■ **Aim of the exercise**: In the records below, pick out all lines containing the word "String".
* * * * * * *
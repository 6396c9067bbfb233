//! Controller for Stripe webhook deliveries.
//!
//! By the time a request reaches this handler the signature gate has already
//! authenticated it; the handler only acknowledges receipt.

use axum::http::StatusCode;
use axum::response::IntoResponse;
use axum::Json;
use log::*;
use serde::Serialize;
use utoipa::ToSchema;

use crate::extractors::stripe_event::StripeEvent;

/// Response for webhook acknowledgment
#[derive(Debug, Serialize, ToSchema)]
pub struct WebhookResponse {
    pub received: bool,
    /// Id of the verified event; absent when verification was skipped for this request.
    #[serde(skip_serializing_if = "Option::is_none")]
    pub id: Option<String>,
    #[serde(rename = "type", skip_serializing_if = "Option::is_none")]
    pub event_type: Option<String>,
}

/// POST /webhooks/stripe
///
/// Receives Stripe events. Authentication happens in the signature gate, not here.
#[utoipa::path(
    post,
    path = "/webhooks/stripe",
    params(
        ("Stripe-Signature" = String, Header, description = "t=<unix time>,v1=<hex HMAC-SHA256>")
    ),
    request_body(content = String, description = "Stripe event JSON, byte-exact as signed", content_type = "application/json"),
    responses(
        (status = 200, description = "Event verified and accepted", body = WebhookResponse),
        (status = 400, description = "Signature, header or body failed verification", body = String),
        (status = 500, description = "Signing secret is not configured", body = String),
    )
)]
pub async fn stripe_webhook(event: Option<StripeEvent>) -> impl IntoResponse {
    let response = match event {
        Some(event) => {
            debug!(
                "Accepted Stripe event {} ({}), livemode: {}",
                event.id, event.event_type, event.livemode
            );
            WebhookResponse {
                received: true,
                id: Some(event.id.clone()),
                event_type: Some(event.event_type.clone()),
            }
        }
        None => {
            debug!("Stripe webhook reached handler without a verified event");
            WebhookResponse {
                received: true,
                id: None,
                event_type: None,
            }
        }
    };

    (StatusCode::OK, Json(response))
}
* * * * * * *
■ **Answer section**:
    pub id: Option<String>,
    pub event_type: Option<String>,
        ("Stripe-Signature" = String, Header, description = "t=<unix time>,v1=<hex HMAC-SHA256>")
    request_body(content = String, description = "Stripe event JSON, byte-exact as signed", content_type = "application/json"),
        (status = 400, description = "Signature, header or body failed verification", body = String),
        (status = 500, description = "Signing secret is not configured", body = String),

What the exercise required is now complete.